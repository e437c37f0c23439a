//! # Store Dependencies / 存储依赖
//!
//! Parameter grouping for [`BookStore`](crate::BookStore) construction.
//! 此模块定义 BookStore 构造的依赖分组。
//!
//! **Note / 注意**: This is NOT a builder. / 这不是 Builder 模式。
//! - No defaults / 无默认值
//! - No hidden logic / 无隐藏逻辑

use std::sync::Arc;

use sr_core::ports::{CatalogSourcePort, LatencyPort, SelectionStrategyPort, StoreEventPort};

/// Everything the store talks to. All fields are required.
/// 存储依赖分组（仅参数打包，所有字段必填）
pub struct StoreDeps {
    pub catalog_source: Arc<dyn CatalogSourcePort>,
    pub selection: Arc<dyn SelectionStrategyPort>,
    pub latency: Arc<dyn LatencyPort>,
    pub events: Arc<dyn StoreEventPort>,
}
//! Random index sources backed by `rand`.

use std::sync::Mutex;

use rand::rngs::StdRng;
use rand::{Rng, SeedableRng};
use sr_core::ports::RandomSourcePort;

/// Thread-local RNG; a fresh order on every call.
#[derive(Debug, Default, Clone, Copy)]
pub struct ThreadRandomSource;

impl ThreadRandomSource {
    pub fn new() -> Self {
        Self
    }
}

impl RandomSourcePort for ThreadRandomSource {
    fn next_below(&self, upper: usize) -> usize {
        rand::rng().random_range(0..upper.max(1))
    }
}

/// Reproducible sequence for a fixed seed.
#[derive(Debug)]
pub struct SeededRandomSource {
    rng: Mutex<StdRng>,
}

impl SeededRandomSource {
    pub fn new(seed: u64) -> Self {
        Self {
            rng: Mutex::new(StdRng::seed_from_u64(seed)),
        }
    }
}

impl RandomSourcePort for SeededRandomSource {
    fn next_below(&self, upper: usize) -> usize {
        // A poisoned lock still holds a usable generator.
        let mut rng = match self.rng.lock() {
            Ok(guard) => guard,
            Err(poisoned) => poisoned.into_inner(),
        };
        rng.random_range(0..upper.max(1))
    }
}
use std::sync::Arc;

use crate::book::{Book, BookId};
use crate::ports::{RandomSourcePort, SelectionError, SelectionStrategyPort};
use crate::recommendation::Algorithm;

/// Fisher-Yates shuffle driven by `random`.
pub fn shuffle_in_place<T>(items: &mut [T], random: &dyn RandomSourcePort) {
    for i in (1..items.len()).rev() {
        // Clamp so a misbehaving source cannot index out of bounds.
        let j = random.next_below(i + 1).min(i);
        items.swap(i, j);
    }
}

/// Uniform random sample of the catalog, ignoring the algorithm.
///
/// Output order is random by contract; pin it with a seeded source.
pub struct ShuffleSelection {
    random: Arc<dyn RandomSourcePort>,
}

impl ShuffleSelection {
    pub fn new(random: Arc<dyn RandomSourcePort>) -> Self {
        Self { random }
    }
}

impl SelectionStrategyPort for ShuffleSelection {
    fn select(
        &self,
        candidates: &[Book],
        exclude: BookId,
        count: usize,
        _algorithm: Algorithm,
    ) -> Result<Vec<Book>, SelectionError> {
        let mut pool: Vec<Book> = candidates
            .iter()
            .filter(|book| book.id != exclude)
            .cloned()
            .collect();
        shuffle_in_place(&mut pool, self.random.as_ref());
        pool.truncate(count);
        Ok(pool)
    }
}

PROBLEM TO WORK ON — Say how many lines in this material hold "SelectionStrategyPort", and say nothing else.

RESPONSE FOR THIS EXERCISE — 4